Your assignment:
Which of the lines in the data mention the string "declarations"? List them all.

The data:
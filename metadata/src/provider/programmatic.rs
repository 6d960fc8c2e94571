//! The fluent constraint mapping API and its provider.

use super::convert::{constructor_signature, MappingConverter};
use super::MetaDataProvider;
use crate::{
    AnnotationProcessingOptions, BeanConfiguration, ConfigurationSource, MetaDataError,
    MetaDataResult, SequenceProviders,
};
use beanval_core::{Annotation, TypeName};
use beanval_descriptor::ConstraintDefinitions;
use beanval_types::{Signature, TypeDef, TypeRegistry};
use std::collections::HashMap;
use tracing::debug;

/// Constraints declared in code.
///
/// ```ignore
/// let mut mapping = ConstraintMapping::new();
/// mapping
///     .type_("com.acme.Order")
///     .property("id", |p| p.constraint(builtin::not_null()))
///     .method(Signature::new("place", ["String"]), |m| {
///         m.parameter(0, |p| p.constraint(builtin::not_blank()))
///     });
/// ```
#[derive(Debug, Clone, Default)]
pub struct ConstraintMapping {
    types: Vec<TypeMapping>,
}

impl ConstraintMapping {
    pub fn new() -> Self {
        Self::default()
    }

    /// The mapping of a type, created on first use.
    pub fn type_(&mut self, name: impl Into<TypeName>) -> &mut TypeMapping {
        let name = name.into();
        let index = match self.types.iter().position(|t| t.name == name) {
            Some(index) => index,
            None => {
                self.types.push(TypeMapping::new(name));
                self.types.len() - 1
            }
        };
        &mut self.types[index]
    }

    pub fn types(&self) -> &[TypeMapping] {
        &self.types
    }

    pub(crate) fn push(&mut self, mapping: TypeMapping) {
        self.types.push(mapping);
    }
}

/// Constraints of one type.
#[derive(Debug, Clone)]
pub struct TypeMapping {
    pub name: TypeName,
    pub constraints: Vec<Annotation>,
    pub properties: Vec<PropertyMapping>,
    pub methods: Vec<ExecutableMapping>,
    pub constructors: Vec<ExecutableMapping>,
    pub default_group_sequence: Option<Vec<TypeName>>,
    pub default_group_sequence_provider: Option<String>,
    pub ignore_annotations: Option<bool>,
    pub ignore_class_level: Option<bool>,
}

impl TypeMapping {
    pub fn new(name: impl Into<TypeName>) -> Self {
        Self {
            name: name.into(),
            constraints: Vec::new(),
            properties: Vec::new(),
            methods: Vec::new(),
            constructors: Vec::new(),
            default_group_sequence: None,
            default_group_sequence_provider: None,
            ignore_annotations: None,
            ignore_class_level: None,
        }
    }

    /// Add a class-level constraint.
    pub fn constraint(&mut self, annotation: Annotation) -> &mut Self {
        self.constraints.push(annotation);
        self
    }

    /// Ignore all annotation-declared constraints of the type.
    pub fn ignore_annotations(&mut self) -> &mut Self {
        self.ignore_annotations = Some(true);
        self
    }

    /// Ignore annotation-declared class-level constraints.
    pub fn ignore_class_level_annotations(&mut self) -> &mut Self {
        self.ignore_class_level = Some(true);
        self
    }

    pub fn default_group_sequence<I, T>(&mut self, groups: I) -> &mut Self
    where
        I: IntoIterator<Item = T>,
        T: Into<TypeName>,
    {
        self.default_group_sequence = Some(groups.into_iter().map(Into::into).collect());
        self
    }

    /// Use the sequence provider registered under `key`.
    pub fn default_group_sequence_provider(&mut self, key: impl Into<String>) -> &mut Self {
        self.default_group_sequence_provider = Some(key.into());
        self
    }

    pub fn property<F>(&mut self, name: impl Into<String>, configure: F) -> &mut Self
    where
        F: FnOnce(&mut PropertyMapping) -> &mut PropertyMapping,
    {
        let name = name.into();
        let index = match self.properties.iter().position(|p| p.name == name) {
            Some(index) => index,
            None => {
                self.properties.push(PropertyMapping::new(name));
                self.properties.len() - 1
            }
        };
        configure(&mut self.properties[index]);
        self
    }

    pub fn method<F>(&mut self, signature: Signature, configure: F) -> &mut Self
    where
        F: FnOnce(&mut ExecutableMapping) -> &mut ExecutableMapping,
    {
        let index = executable_index(&mut self.methods, signature);
        configure(&mut self.methods[index]);
        self
    }

    pub fn constructor<I, S, F>(&mut self, parameter_types: I, configure: F) -> &mut Self
    where
        I: IntoIterator<Item = S>,
        S: Into<String>,
        F: FnOnce(&mut ExecutableMapping) -> &mut ExecutableMapping,
    {
        let signature = constructor_signature(&self.name, parameter_types);
        let index = executable_index(&mut self.constructors, signature);
        configure(&mut self.constructors[index]);
        self
    }
}

fn executable_index(executables: &mut Vec<ExecutableMapping>, signature: Signature) -> usize {
    match executables.iter().position(|e| e.signature == signature) {
        Some(index) => index,
        None => {
            executables.push(ExecutableMapping::new(signature));
            executables.len() - 1
        }
    }
}

/// Constraints of a property.
#[derive(Debug, Clone)]
pub struct PropertyMapping {
    pub name: String,
    pub constraints: Vec<Annotation>,
    pub element_constraints: Vec<Annotation>,
    pub cascading: bool,
    pub group_conversions: Vec<(TypeName, TypeName)>,
    pub unwrap: Option<bool>,
    pub ignore_annotations: Option<bool>,
}

impl PropertyMapping {
    pub fn new(name: impl Into<String>) -> Self {
        Self {
            name: name.into(),
            constraints: Vec::new(),
            element_constraints: Vec::new(),
            cascading: false,
            group_conversions: Vec::new(),
            unwrap: None,
            ignore_annotations: None,
        }
    }

    pub fn constraint(&mut self, annotation: Annotation) -> &mut Self {
        self.constraints.push(annotation);
        self
    }

    /// Add a constraint on the container's elements.
    pub fn element_constraint(&mut self, annotation: Annotation) -> &mut Self {
        self.element_constraints.push(annotation);
        self
    }

    /// Mark the property for cascaded validation.
    pub fn valid(&mut self) -> &mut Self {
        self.cascading = true;
        self
    }

    pub fn convert_group(&mut self, from: impl Into<TypeName>, to: impl Into<TypeName>) -> &mut Self {
        self.group_conversions.push((from.into(), to.into()));
        self
    }

    pub fn unwrap_validated_value(&mut self, unwrap: bool) -> &mut Self {
        self.unwrap = Some(unwrap);
        self
    }

    pub fn ignore_annotations(&mut self) -> &mut Self {
        self.ignore_annotations = Some(true);
        self
    }
}

/// Constraints of a method or constructor.
#[derive(Debug, Clone)]
pub struct ExecutableMapping {
    pub signature: Signature,
    pub parameters: Vec<ParameterMapping>,
    pub cross_parameter: CrossParameterMapping,
    pub return_value: ReturnValueMapping,
    pub ignore_annotations: Option<bool>,
}

impl ExecutableMapping {
    pub fn new(signature: Signature) -> Self {
        Self {
            signature,
            parameters: Vec::new(),
            cross_parameter: CrossParameterMapping::default(),
            return_value: ReturnValueMapping::default(),
            ignore_annotations: None,
        }
    }

    pub fn parameter<F>(&mut self, index: usize, configure: F) -> &mut Self
    where
        F: FnOnce(&mut ParameterMapping) -> &mut ParameterMapping,
    {
        let position = match self.parameters.iter().position(|p| p.index == index) {
            Some(position) => position,
            None => {
                self.parameters.push(ParameterMapping::new(index));
                self.parameters.len() - 1
            }
        };
        configure(&mut self.parameters[position]);
        self
    }

    pub fn cross_parameter<F>(&mut self, configure: F) -> &mut Self
    where
        F: FnOnce(&mut CrossParameterMapping) -> &mut CrossParameterMapping,
    {
        configure(&mut self.cross_parameter);
        self
    }

    pub fn return_value<F>(&mut self, configure: F) -> &mut Self
    where
        F: FnOnce(&mut ReturnValueMapping) -> &mut ReturnValueMapping,
    {
        configure(&mut self.return_value);
        self
    }

    pub fn ignore_annotations(&mut self) -> &mut Self {
        self.ignore_annotations = Some(true);
        self
    }
}

/// Constraints of one parameter.
#[derive(Debug, Clone)]
pub struct ParameterMapping {
    pub index: usize,
    pub constraints: Vec<Annotation>,
    pub element_constraints: Vec<Annotation>,
    pub cascading: bool,
    pub group_conversions: Vec<(TypeName, TypeName)>,
    pub ignore_annotations: Option<bool>,
}

impl ParameterMapping {
    pub fn new(index: usize) -> Self {
        Self {
            index,
            constraints: Vec::new(),
            element_constraints: Vec::new(),
            cascading: false,
            group_conversions: Vec::new(),
            ignore_annotations: None,
        }
    }

    pub fn constraint(&mut self, annotation: Annotation) -> &mut Self {
        self.constraints.push(annotation);
        self
    }

    pub fn element_constraint(&mut self, annotation: Annotation) -> &mut Self {
        self.element_constraints.push(annotation);
        self
    }

    pub fn valid(&mut self) -> &mut Self {
        self.cascading = true;
        self
    }

    pub fn convert_group(&mut self, from: impl Into<TypeName>, to: impl Into<TypeName>) -> &mut Self {
        self.group_conversions.push((from.into(), to.into()));
        self
    }

    pub fn ignore_annotations(&mut self) -> &mut Self {
        self.ignore_annotations = Some(true);
        self
    }
}

/// Cross-parameter constraints of an executable.
#[derive(Debug, Clone, Default)]
pub struct CrossParameterMapping {
    pub constraints: Vec<Annotation>,
    pub ignore_annotations: Option<bool>,
}

impl CrossParameterMapping {
    pub fn constraint(&mut self, annotation: Annotation) -> &mut Self {
        self.constraints.push(annotation);
        self
    }

    pub fn ignore_annotations(&mut self) -> &mut Self {
        self.ignore_annotations = Some(true);
        self
    }
}

/// Return-value constraints of an executable.
#[derive(Debug, Clone, Default)]
pub struct ReturnValueMapping {
    pub constraints: Vec<Annotation>,
    pub element_constraints: Vec<Annotation>,
    pub cascading: bool,
    pub group_conversions: Vec<(TypeName, TypeName)>,
    pub ignore_annotations: Option<bool>,
}

impl ReturnValueMapping {
    pub fn constraint(&mut self, annotation: Annotation) -> &mut Self {
        self.constraints.push(annotation);
        self
    }

    pub fn element_constraint(&mut self, annotation: Annotation) -> &mut Self {
        self.element_constraints.push(annotation);
        self
    }

    pub fn valid(&mut self) -> &mut Self {
        self.cascading = true;
        self
    }

    pub fn convert_group(&mut self, from: impl Into<TypeName>, to: impl Into<TypeName>) -> &mut Self {
        self.group_conversions.push((from.into(), to.into()));
        self
    }

    pub fn ignore_annotations(&mut self) -> &mut Self {
        self.ignore_annotations = Some(true);
        self
    }
}

/// Converted configurations of a set of mappings, keyed by type.
#[derive(Debug, Default)]
pub(crate) struct MappedConfigurations {
    pub configurations: HashMap<TypeName, BeanConfiguration>,
    pub options: AnnotationProcessingOptions,
}

impl MappedConfigurations {
    /// Convert all mappings. A type mapped by more than one mapping is an error.
    pub(crate) fn build(
        converter: &MappingConverter<'_>,
        mappings: &[ConstraintMapping],
    ) -> MetaDataResult<Self> {
        let mut result = Self::default();
        for mapping in mappings {
            for type_mapping in mapping.types() {
                let config = converter.convert(type_mapping, &mut result.options)?;
                if result.configurations.contains_key(&config.bean_type) {
                    return Err(MetaDataError::BeanMappedTwice {
                        type_name: config.bean_type.to_string(),
                    });
                }
                result.configurations.insert(config.bean_type.clone(), config);
            }
        }
        debug!(
            source = %converter.source,
            types = result.configurations.len(),
            "converted constraint mappings"
        );
        Ok(result)
    }
}

/// Provides the configurations declared through `ConstraintMapping`s.
#[derive(Debug)]
pub struct ProgrammaticMetaDataProvider {
    mapped: MappedConfigurations,
}

impl ProgrammaticMetaDataProvider {
    /// Convert the mappings eagerly; unknown types or members and types
    /// mapped twice are reported here.
    pub fn new(
        types: &TypeRegistry,
        definitions: &ConstraintDefinitions,
        sequence_providers: &SequenceProviders,
        mappings: &[ConstraintMapping],
    ) -> MetaDataResult<Self> {
        let converter = MappingConverter {
            types,
            definitions,
            sequence_providers,
            source: ConfigurationSource::Api,
        };
        Ok(Self {
            mapped: MappedConfigurations::build(&converter, mappings)?,
        })
    }

    /// Number of mapped types.
    pub fn len(&self) -> usize {
        self.mapped.configurations.len()
    }

    pub fn is_empty(&self) -> bool {
        self.mapped.configurations.is_empty()
    }
}

impl MetaDataProvider for ProgrammaticMetaDataProvider {
    fn source(&self) -> ConfigurationSource {
        ConfigurationSource::Api
    }

    fn bean_configuration(&self, type_def: &TypeDef) -> MetaDataResult<Option<BeanConfiguration>> {
        Ok(self.mapped.configurations.get(&type_def.name).cloned())
    }

    fn annotation_processing_options(&self) -> AnnotationProcessingOptions {
        self.mapped.options.clone()
    }
}
//! Traversal integration tests: cyclic graphs and repeated validation.

use beanval_tests::fixtures;
use beanval_tests::prelude::*;
use pretty_assertions::assert_eq;
use proptest::prelude::*;

fn shop_validator() -> Validator {
    init_tracing();
    ValidatorFactory::builder(fixtures::shop()).build().unwrap().validator()
}

fn name() -> impl Strategy<Value = Option<String>> {
    proptest::option::of("[a-z]{1,8}")
}

mod cyclic_partners {
    use super::*;

    pub fn scenario() -> Scenario {
        Scenario::new("cyclic_partners", fixtures::people())
            .step(
                "both_names_missing",
                |v| v.validate(&fixtures::partners(Value::Null, Value::Null), &[]),
                // the partner's partner is the root, which is not visited again
                |a| a.paths(["name", "partner.name"]),
            )
            .step(
                "partner_name_missing",
                |v| v.validate(&fixtures::partners("Ada", Value::Null), &[]),
                |a| a.paths(["partner.name"]),
            )
            .step(
                "both_named",
                |v| v.validate(&fixtures::partners("Ada", "Bob"), &[]),
                |a| a.valid(),
            )
    }

    #[test]
    fn test_cyclic_graph_terminates() {
        scenario().run().unwrap();
    }
}

// ========== TEST: self_reference ==========
#[test]
fn test_self_reference() {
    // GIVEN a person who is their own partner
    init_tracing();
    let validator = ValidatorFactory::builder(fixtures::people()).build().unwrap().validator();
    let person = std::sync::Arc::new(DynamicBean::new(fixtures::PERSON));
    person.set("partner", BeanRef::from(std::sync::Arc::clone(&person)));
    let person = BeanRef::from(person);

    // WHEN validating
    let violations = validator.validate(&person, &[]).unwrap();

    // THEN the missing name is reported once
    assert_eq!(violations.paths(), vec!["name".to_string()]);
}

proptest! {
    // ========== TEST: validation_is_idempotent ==========
    #[test]
    fn test_validation_is_idempotent(id in name(), customer_name in name(), with_customer in any::<bool>()) {
        let validator = shop_validator();
        let customer = if with_customer {
            fixtures::customer(customer_name.clone())
        } else {
            Value::Null
        };
        let order = fixtures::order(id.clone(), customer);

        let first = validator.validate(&order, &[TypeName::default_group()]).unwrap();
        let second = validator.validate(&order, &[TypeName::default_group()]).unwrap();

        prop_assert_eq!(first.all(), second.all());
        let expected = usize::from(id.is_none()) + usize::from(with_customer && customer_name.is_none());
        prop_assert_eq!(first.len(), expected);
    }

    // ========== TEST: cyclic_violations_match_first_visits ==========
    #[test]
    fn test_cyclic_violations_match_first_visits(first in name(), second in name()) {
        let validator = ValidatorFactory::builder(fixtures::people()).build().unwrap().validator();
        let root = fixtures::partners(first.clone(), second.clone());

        let violations = validator.validate(&root, &[]).unwrap();

        let mut expected = Vec::new();
        if first.is_none() {
            expected.push("name".to_string());
        }
        if second.is_none() {
            expected.push("partner.name".to_string());
        }
        prop_assert_eq!(violations.paths(), expected);
    }
}
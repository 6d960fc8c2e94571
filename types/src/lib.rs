//! Beanval Types
//!
//! The declared type model the engine validates against: classes and
//! interfaces with their annotations, properties, methods and constructors.
//! It is the single source of truth for hierarchy questions (subtyping,
//! linearization, method overriding) and is immutable after construction
//! via TypeRegistryBuilder.

mod builder;
mod registry;
mod types;

pub use builder::{TypeBuilder, TypeError, TypeRegistryBuilder};
pub use registry::TypeRegistry;
pub use types::*;

pub use beanval_core::TypeId;
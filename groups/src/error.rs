//! Group definition errors.

use thiserror::Error;

/// Errors raised while computing a validation order.
#[derive(Debug, Clone, PartialEq, Eq, Error)]
pub enum GroupError {
    #[error("at least one group has to be specified")]
    EmptyGroups,

    #[error("unknown group: {0}")]
    UnknownGroup(String),

    #[error("a group has to be an interface, {0} is not")]
    GroupNotInterface(String),

    #[error("cyclic dependency in groups definition: {sequence}")]
    CyclicSequence { sequence: String },

    #[error("unable to expand group sequence {sequence}: group {group} appears more than once")]
    UnableToExpandSequence { sequence: String, group: String },

    #[error(
        "unable to expand default group list {default_sequence} into sequence {sequence}: \
         group {group} is placed inconsistently"
    )]
    UnableToExpandDefaultSequence {
        default_sequence: String,
        sequence: String,
        group: String,
    },
}

/// Result type for group operations.
pub type GroupResult<T> = Result<T, GroupError>;
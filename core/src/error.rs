//! Common error types for the core model.

use thiserror::Error;

/// Errors raised by the core model.
#[derive(Debug, Error)]
pub enum CoreError {
    /// A property path string could not be parsed.
    #[error("Invalid property path '{path}': {reason}")]
    InvalidPropertyPath { path: String, reason: String },
}

impl CoreError {
    pub fn invalid_property_path(path: impl Into<String>, reason: impl Into<String>) -> Self {
        Self::InvalidPropertyPath {
            path: path.into(),
            reason: reason.into(),
        }
    }
}

/// Result type for core operations.
pub type CoreResult<T> = Result<T, CoreError>;
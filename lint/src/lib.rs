//! Beanval Lint
//!
//! Checks constraint declarations on the type model without building any
//! metadata, so that broken declarations are found before a validator
//! ever sees them.
//!
//! Responsibilities:
//! - Check overriding and parallel methods against the parameter and
//!   return value rules
//! - Check class and interface group sequences
//! - Check default group sequence providers
//! - Check where constraints, cascades and group conversions are placed

mod checks;
mod diagnostic;
mod linter;

pub use diagnostic::{Diagnostic, DiagnosticKind, Diagnostics};
pub use linter::ConstraintLinter;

Result of the exercise:
//! Checks constraint declarations on the type model without building any
//! metadata, so that broken declarations are found before a validator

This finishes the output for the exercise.